**DATASET RECORDS**
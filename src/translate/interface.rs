use async_trait::async_trait;
use bytes::Bytes;
use serde::{Deserialize, Serialize};
use std::fmt;

use crate::error::AppError;

/// Suffix marking a DeepL API Free key.
pub const FREE_KEY_SUFFIX: &str = ":fx";

/// Account tier, derived from the key suffix. Only decides which host to call.
#[derive(Debug, Clone, Copy, PartialEq, Eq)]
pub enum Tier {
    Free,
    Pro,
}

/// A DeepL authentication key. Never printed.
#[derive(Clone, PartialEq, Eq)]
pub struct ApiKey(String);

impl ApiKey {
    /// Returns `None` for blank input.
    pub fn new(raw: impl Into<String>) -> Option<Self> {
        let raw = raw.into();
        if raw.trim().is_empty() {
            None
        } else {
            Some(Self(raw))
        }
    }

    pub fn tier(&self) -> Tier {
        if self.0.ends_with(FREE_KEY_SUFFIX) {
            Tier::Free
        } else {
            Tier::Pro
        }
    }

    pub fn expose(&self) -> &str {
        &self.0
    }
}

impl fmt::Debug for ApiKey {
    fn fmt(&self, f: &mut fmt::Formatter<'_>) -> fmt::Result {
        f.debug_tuple("ApiKey").field(&"<redacted>").finish()
    }
}

/// A document as received from the caller.
#[derive(Debug, Clone)]
pub struct SourceDocument {
    pub filename: String,
    pub data: Bytes,
}

/// Identifier/secret pair issued by DeepL for an uploaded document.
#[derive(Clone, PartialEq, Eq, Deserialize)]
pub struct DocumentHandle {
    pub document_id: String,
    pub document_key: String,
}

impl fmt::Debug for DocumentHandle {
    fn fmt(&self, f: &mut fmt::Formatter<'_>) -> fmt::Result {
        f.debug_struct("DocumentHandle")
            .field("document_id", &self.document_id)
            .field("document_key", &"<redacted>")
            .finish()
    }
}

#[derive(Debug, Clone, Copy, PartialEq, Eq, Serialize, Deserialize)]
#[serde(rename_all = "lowercase")]
pub enum JobStatus {
    Queued,
    Translating,
    Done,
    Error,
}

impl JobStatus {
    pub fn is_terminal(self) -> bool {
        matches!(self, JobStatus::Done | JobStatus::Error)
    }

    /// Whether a job may move from `self` to `next`.
    /// Terminal statuses are final; a translating job may be re-queued.
    pub fn can_transition_to(self, next: JobStatus) -> bool {
        match (self, next) {
            (JobStatus::Done | JobStatus::Error, _) => false,
            (JobStatus::Queued | JobStatus::Translating, _) => true,
        }
    }
}

impl fmt::Display for JobStatus {
    fn fmt(&self, f: &mut fmt::Formatter<'_>) -> fmt::Result {
        let s = match self {
            JobStatus::Queued => "queued",
            JobStatus::Translating => "translating",
            JobStatus::Done => "done",
            JobStatus::Error => "error",
        };
        f.write_str(s)
    }
}

/// Status reply for a document job.
#[derive(Debug, Clone, PartialEq, Deserialize)]
pub struct JobState {
    pub status: JobStatus,
    /// Provider's explanation when `status` is `error`.
    #[serde(default, alias = "error_message")]
    pub message: Option<String>,
    #[serde(default)]
    pub seconds_remaining: Option<u64>,
    #[serde(default)]
    pub billed_characters: Option<u64>,
}

impl JobState {
    pub fn new(status: JobStatus) -> Self {
        Self {
            status,
            message: None,
            seconds_remaining: None,
            billed_characters: None,
        }
    }

    pub fn failed(message: impl Into<String>) -> Self {
        Self {
            message: Some(message.into()),
            ..Self::new(JobStatus::Error)
        }
    }
}

/// Character usage for a key.
#[derive(Debug, Clone, Copy, PartialEq, Eq, Serialize)]
pub struct Usage {
    pub used: u64,
    pub limit: u64,
}

/// The remote operations a document translation run needs.
///
/// Implemented over HTTP by [`super::deepl_client::DeepLClient`] and by
/// the scripted `MockTranslator` in unit tests.
#[async_trait]
pub trait DocumentTranslator: Send + Sync {
    /// Check the key and report its character usage.
    async fn check_usage(&self, api_key: &ApiKey) -> Result<Usage, AppError>;

    /// Upload a document for translation into `target_lang`.
    async fn submit(
        &self,
        api_key: &ApiKey,
        document: &SourceDocument,
        target_lang: &str,
    ) -> Result<DocumentHandle, AppError>;

    /// Ask for the current status of an uploaded document.
    async fn query(&self, api_key: &ApiKey, handle: &DocumentHandle) -> Result<JobState, AppError>;

    /// Download the translated document. Only valid once the job is `done`.
    async fn fetch(&self, api_key: &ApiKey, handle: &DocumentHandle) -> Result<Bytes, AppError>;
}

**TASK DESCRIPTION**
Reproduce the entries exactly as they appear.

**TASK OUTPUT**
filename src/translate/interface.rs
use async_trait::async_trait;
use bytes::Bytes;
use serde::{Deserialize, Serialize};
use std::fmt;

use crate::error::AppError;

/// Suffix marking a DeepL API Free key.
pub const FREE_KEY_SUFFIX: &str = ":fx";

/// Account tier, derived from the key suffix. Only decides which host to call.
#[derive(Debug, Clone, Copy, PartialEq, Eq)]
pub enum Tier {
    Free,
    Pro,
}

/// A DeepL authentication key. Never printed.
#[derive(Clone, PartialEq, Eq)]
pub struct ApiKey(String);

impl ApiKey {
    /// Returns `None` for blank input.
    pub fn new(raw: impl Into<String>) -> Option<Self> {
        let raw = raw.into();
        if raw.trim().is_empty() {
            None
        } else {
            Some(Self(raw))
        }
    }

    pub fn tier(&self) -> Tier {
        if self.0.ends_with(FREE_KEY_SUFFIX) {
            Tier::Free
        } else {
            Tier::Pro
        }
    }

    pub fn expose(&self) -> &str {
        &self.0
    }
}

impl fmt::Debug for ApiKey {
    fn fmt(&self, f: &mut fmt::Formatter<'_>) -> fmt::Result {
        f.debug_tuple("ApiKey").field(&"<redacted>").finish()
    }
}

/// A document as received from the caller.
#[derive(Debug, Clone)]
pub struct SourceDocument {
    pub filename: String,
    pub data: Bytes,
}

/// Identifier/secret pair issued by DeepL for an uploaded document.
#[derive(Clone, PartialEq, Eq, Deserialize)]
pub struct DocumentHandle {
    pub document_id: String,
    pub document_key: String,
}

impl fmt::Debug for DocumentHandle {
    fn fmt(&self, f: &mut fmt::Formatter<'_>) -> fmt::Result {
        f.debug_struct("DocumentHandle")
            .field("document_id", &self.document_id)
            .field("document_key", &"<redacted>")
            .finish()
    }
}

#[derive(Debug, Clone, Copy, PartialEq, Eq, Serialize, Deserialize)]
#[serde(rename_all = "lowercase")]
pub enum JobStatus {
    Queued,
    Translating,
    Done,
    Error,
}

impl JobStatus {
    pub fn is_terminal(self) -> bool {
        matches!(self, JobStatus::Done | JobStatus::Error)
    }

    /// Whether a job may move from `self` to `next`.
    /// Terminal statuses are final; a translating job may be re-queued.
    pub fn can_transition_to(self, next: JobStatus) -> bool {
        match (self, next) {
            (JobStatus::Done | JobStatus::Error, _) => false,
            (JobStatus::Queued | JobStatus::Translating, _) => true,
        }
    }
}

impl fmt::Display for JobStatus {
    fn fmt(&self, f: &mut fmt::Formatter<'_>) -> fmt::Result {
        let s = match self {
            JobStatus::Queued => "queued",
            JobStatus::Translating => "translating",
            JobStatus::Done => "done",
            JobStatus::Error => "error",
        };
        f.write_str(s)
    }
}

/// Status reply for a document job.
#[derive(Debug, Clone, PartialEq, Deserialize)]
pub struct JobState {
    pub status: JobStatus,
    /// Provider's explanation when `status` is `error`.
    #[serde(default, alias = "error_message")]
    pub message: Option<String>,
    #[serde(default)]
    pub seconds_remaining: Option<u64>,
    #[serde(default)]
    pub billed_characters: Option<u64>,
}

impl JobState {
    pub fn new(status: JobStatus) -> Self {
        Self {
            status,
            message: None,
            seconds_remaining: None,
            billed_characters: None,
        }
    }

    pub fn failed(message: impl Into<String>) -> Self {
        Self {
            message: Some(message.into()),
            ..Self::new(JobStatus::Error)
        }
    }
}

/// Character usage for a key.
#[derive(Debug, Clone, Copy, PartialEq, Eq, Serialize)]
pub struct Usage {
    pub used: u64,
    pub limit: u64,
}

/// The remote operations a document translation run needs.
///
/// Implemented over HTTP by [`super::deepl_client::DeepLClient`] and by
/// the scripted `MockTranslator` in unit tests.
#[async_trait]
pub trait DocumentTranslator: Send + Sync {
    /// Check the key and report its character usage.
    async fn check_usage(&self, api_key: &ApiKey) -> Result<Usage, AppError>;

    /// Upload a document for translation into `target_lang`.
    async fn submit(
        &self,
        api_key: &ApiKey,
        document: &SourceDocument,
        target_lang: &str,
    ) -> Result<DocumentHandle, AppError>;

    /// Ask for the current status of an uploaded document.
    async fn query(&self, api_key: &ApiKey, handle: &DocumentHandle) -> Result<JobState, AppError>;

    /// Download the translated document. Only valid once the job is `done`.
    async fn fetch(&self, api_key: &ApiKey, handle: &DocumentHandle) -> Result<Bytes, AppError>;
}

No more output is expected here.